New Life for “Young Frankenstein”

This week's re-release of Gene Wilder and Mel Brooks’ closest, most enduring collaboration brings their great comedic partnership brought back to life for one-night only.

Just three days after Gene Wilder's death, Mel Brooks stormed stage of New York's Radio City Music Hall following a long-planned screening of "Blazing Saddles." 

The 90-year-old filmmaker paced frenetically as he told hilarious stories about his life and Wilder – pausing only for one serious moment of reflection about his fallen pal: "He was a flat-out genius."

That brand of comic genius was on display Wednesday in theaters across the country when Brooks introduced a showing of their closest, and perhaps most enduring collaboration: "Young Frankenstein." The tale of a patched-together monster best tells the story of a filmmaker and actor who were made for one another.

Wilder first infused his manic energy into Brooks' classic 1968 debut film, "The Producers," co-staring as excitable, neurotic accountant Leo Bloom, whose little blue security blanket belied his big dreams of ill-gotten glory.

As a last-minute replacement for rugged actor Gig Young in 1974’s "Blazing Saddles," Wilder lassoed his usual hyper persona and gave the Waco Kid, a seemingly stoic washed-up, tanked-up gunslinger, a haunted quality.

Brooks and Wilder’s final film together, also released in 1974, played off the story of Frankenstein, but it owed nearly as much to Jekyll and Hyde. Wilder, in full wild-eyed, wild-haired mode, transforms from a medical school professor uncomfortable with his Transylvanian roots (“My name is ‘Fronken-Shteen’”) into a proud monster-maker (“My name is Frankenstein!”) – weaving a 1970s identity crisis into a 1930s movie parody.

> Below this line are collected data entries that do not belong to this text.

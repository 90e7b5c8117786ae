use super::reference::{resize_for_comparison, to_gray};
use super::ssim::score;
use super::video::extract_first_frame;
use super::{
    DEFAULT_FRAME_SIZE, MatchError, MatchResult, MatchingResult, ReferenceImage, SkippedVideo,
    VideoInput,
};
use image::{GrayImage, RgbImage};

/// Matches and skips of one pass over the videos
#[derive(Debug, Clone, Default, PartialEq)]
pub struct MatchReport {
    pub matches: Vec<MatchResult>,
    pub skipped: Vec<SkippedVideo>,
}

/// Picks the best reference image for each video by first-frame SSIM.
///
/// Images are compared in the order they were given; when two images reach
/// the same best score the earlier one is kept. Several videos may end up
/// with the same image.
pub struct Matcher {
    images: Vec<ReferenceImage>,
    frame_size: u32,
}

impl Matcher {
    pub fn new(images: Vec<ReferenceImage>) -> Self {
        Self::with_frame_size(images, DEFAULT_FRAME_SIZE)
    }

    pub fn with_frame_size(images: Vec<ReferenceImage>, frame_size: u32) -> Self {
        Self { images, frame_size }
    }

    pub fn images(&self) -> &[ReferenceImage] {
        &self.images
    }

    /// Score one grayscale frame against every image, first-seen wins ties
    pub fn best_match(&self, video_name: &str, frame_gray: &GrayImage) -> MatchingResult<MatchResult> {
        let mut best: Option<(&str, f64)> = None;

        for image in &self.images {
            let s = score(frame_gray, &image.gray)?;
            log::debug!("{} vs {}: ssim={:.4}", video_name, image.name, s);

            let better = match best {
                Some((_, best_score)) => s > best_score,
                None => true,
            };
            if better {
                best = Some((image.name.as_str(), s));
            }
        }

        let (image_name, score) = best.ok_or_else(|| MatchError::NoCandidates {
            video: video_name.to_string(),
        })?;

        Ok(MatchResult {
            video_name: video_name.to_string(),
            image_name: image_name.to_string(),
            score,
        })
    }

    /// Match already extracted frames, in the order given.
    ///
    /// Frames of any size are brought to the matcher's frame size first.
    pub fn match_frames<I>(&self, frames: I) -> MatchReport
    where
        I: IntoIterator<Item = (String, MatchingResult<RgbImage>)>,
    {
        let mut report = MatchReport::default();

        for (video_name, frame) in frames {
            let frame = match frame {
                Ok(frame) => frame,
                Err(e) => {
                    log::warn!("Cannot read video: {} ({})", video_name, e);
                    report.skipped.push(SkippedVideo {
                        video_name,
                        reason: e.to_string(),
                    });
                    continue;
                }
            };

            let frame_gray = to_gray(&resize_for_comparison(&frame, self.frame_size));

            match self.best_match(&video_name, &frame_gray) {
                Ok(found) => {
                    log::info!(
                        "Matched {} -> {} (score={:.2})",
                        found.video_name,
                        found.image_name,
                        found.score
                    );
                    report.matches.push(found);
                }
                Err(MatchError::NoCandidates { video }) => {
                    log::debug!("No reference images for {}", video);
                }
                Err(e) => {
                    log::warn!("Cannot score video: {} ({})", video_name, e);
                    report.skipped.push(SkippedVideo {
                        video_name,
                        reason: e.to_string(),
                    });
                }
            }
        }

        report
    }

    /// Extract each video's first frame and match it
    pub fn run(&self, videos: &[VideoInput]) -> MatchReport {
        log::info!(
            "Matching {} videos against {} reference images...",
            videos.len(),
            self.images.len()
        );

        let frames = videos
            .iter()
            .map(|video| (video.name.clone(), extract_first_frame(video, self.frame_size)));

        self.match_frames(frames)
    }

    pub fn match_all(&self, videos: &[VideoInput]) -> Vec<MatchResult> {
        self.run(videos).matches
    }
}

Wilder co-wrote the film with Brooks, whose glorious black-and-white rendering marked the most fully realized visual effort of his storied career. From the hilarious monster-and-creator dancing duet (“Puttin’ on the Ritz”) to the musical, er, climax (“Ah! Sweet Mystery of Life”), Wilder and Brooks hit high notes for movie comedy.

They were aided by a pitch-perfect cast that included, Cloris Leachman, Terri Garr, Madeline Kahn, Marty Feldman and Peter Boyle, whose monster-turned-domesticated spouse, gives Dr. Frankenstein a sweet epithet: “I live because this poor half-crazed genius has given me life.”

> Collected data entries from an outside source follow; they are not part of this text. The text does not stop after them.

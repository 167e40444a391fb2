//! Millisecond nonce generation.

use std::sync::atomic::{AtomicU64, Ordering};
use std::time::{SystemTime, UNIX_EPOCH};

/// Current wall-clock time in milliseconds since the Unix epoch.
///
/// A clock set before the epoch reads as 0; the generator then falls back to
/// its `last + 1` sequence.
pub fn now_ms() -> u64 {
    match SystemTime::now().duration_since(UNIX_EPOCH) {
        Ok(elapsed) => elapsed.as_millis() as u64,
        Err(e) => {
            tracing::warn!(
                behind_ms = e.duration().as_millis() as u64,
                "System clock is before the Unix epoch, nonce falls back to 0"
            );
            0
        }
    }
}

/// Generates wall-clock derived nonces that strictly increase within the
/// process.
///
/// Each call yields `max(now_ms, last + 1)`, so two requests signed in the
/// same millisecond still receive distinct nonces. Nothing is persisted; after
/// a restart the sequence resumes from the wall clock.
#[derive(Debug, Default)]
pub struct NonceGenerator {
    last: AtomicU64,
}

impl NonceGenerator {
    pub fn new() -> Self {
        Self::default()
    }

    /// Produce the nonce for a single request attempt.
    pub fn next(&self) -> u64 {
        self.next_at(now_ms())
    }

    /// The most recently issued nonce, or 0 if none was issued yet.
    pub fn last(&self) -> u64 {
        self.last.load(Ordering::Acquire)
    }

    fn next_at(&self, now: u64) -> u64 {
        let mut current = self.last.load(Ordering::Acquire);
        loop {
            let candidate = now.max(current + 1);
            match self.last.compare_exchange_weak(
                current,
                candidate,
                Ordering::AcqRel,
                Ordering::Acquire,
            ) {
                Ok(_) => return candidate,
                Err(observed) => current = observed,
            }
        }
    }
}

#[cfg(test)]
mod tests {
    use super::*;
    use std::sync::Arc;
    use std::time::Duration;

    #[test]
    fn test_follows_wall_clock() {
        let before = now_ms();
        let nonce = NonceGenerator::new().next();
        let after = now_ms();

        assert!(nonce >= before && nonce <= after);
    }

    #[test]
    fn test_strictly_increasing_across_milliseconds() {
        let generator = NonceGenerator::new();

        let first = generator.next();
        std::thread::sleep(Duration::from_millis(2));
        let second = generator.next();

        assert!(second > first);
    }

    #[test]
    fn test_same_millisecond_tiebreak() {
        let generator = NonceGenerator::new();

        assert_eq!(generator.next_at(1_000), 1_000);
        assert_eq!(generator.next_at(1_000), 1_001);
        assert_eq!(generator.next_at(1_000), 1_002);
        assert_eq!(generator.last(), 1_002);
    }

    #[test]
    fn test_clock_step_back_does_not_repeat() {
        let generator = NonceGenerator::new();

        generator.next_at(5_000);
        assert_eq!(generator.next_at(4_000), 5_001);
        assert_eq!(generator.next_at(6_000), 6_000);
    }

    #[test]
    fn test_pre_epoch_clock_still_increases() {
        let generator = NonceGenerator::new();

        assert_eq!(generator.next_at(0), 1);
        assert_eq!(generator.next_at(0), 2);
    }

    #[test]
    fn test_concurrent_nonces_are_unique() {
        let generator = Arc::new(NonceGenerator::new());

        let handles: Vec<_> = (0..4)
            .map(|_| {
                let generator = generator.clone();
                std::thread::spawn(move || (0..250).map(|_| generator.next()).collect::<Vec<_>>())
            })
            .collect();

        let mut all: Vec<u64> = handles
            .into_iter()
            .flat_map(|h| h.join().unwrap())
            .collect();
        let total = all.len();
        all.sort_unstable();
        all.dedup();

        assert_eq!(all.len(), total);
    }
}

We still laugh, all these years later, because two geniuses gave life to “Young Frankenstein” – a movie best viewed on a big screen in the presence of others who appreciate film at its craziest.

Jere Hester is Director of News Products and Projects at the City University of New York Graduate School of Journalism. He is also the author of "Raising a Beatle Baby: How John, Paul, George and Ringo Helped us Come Together as a Family." Follow him on Twitter.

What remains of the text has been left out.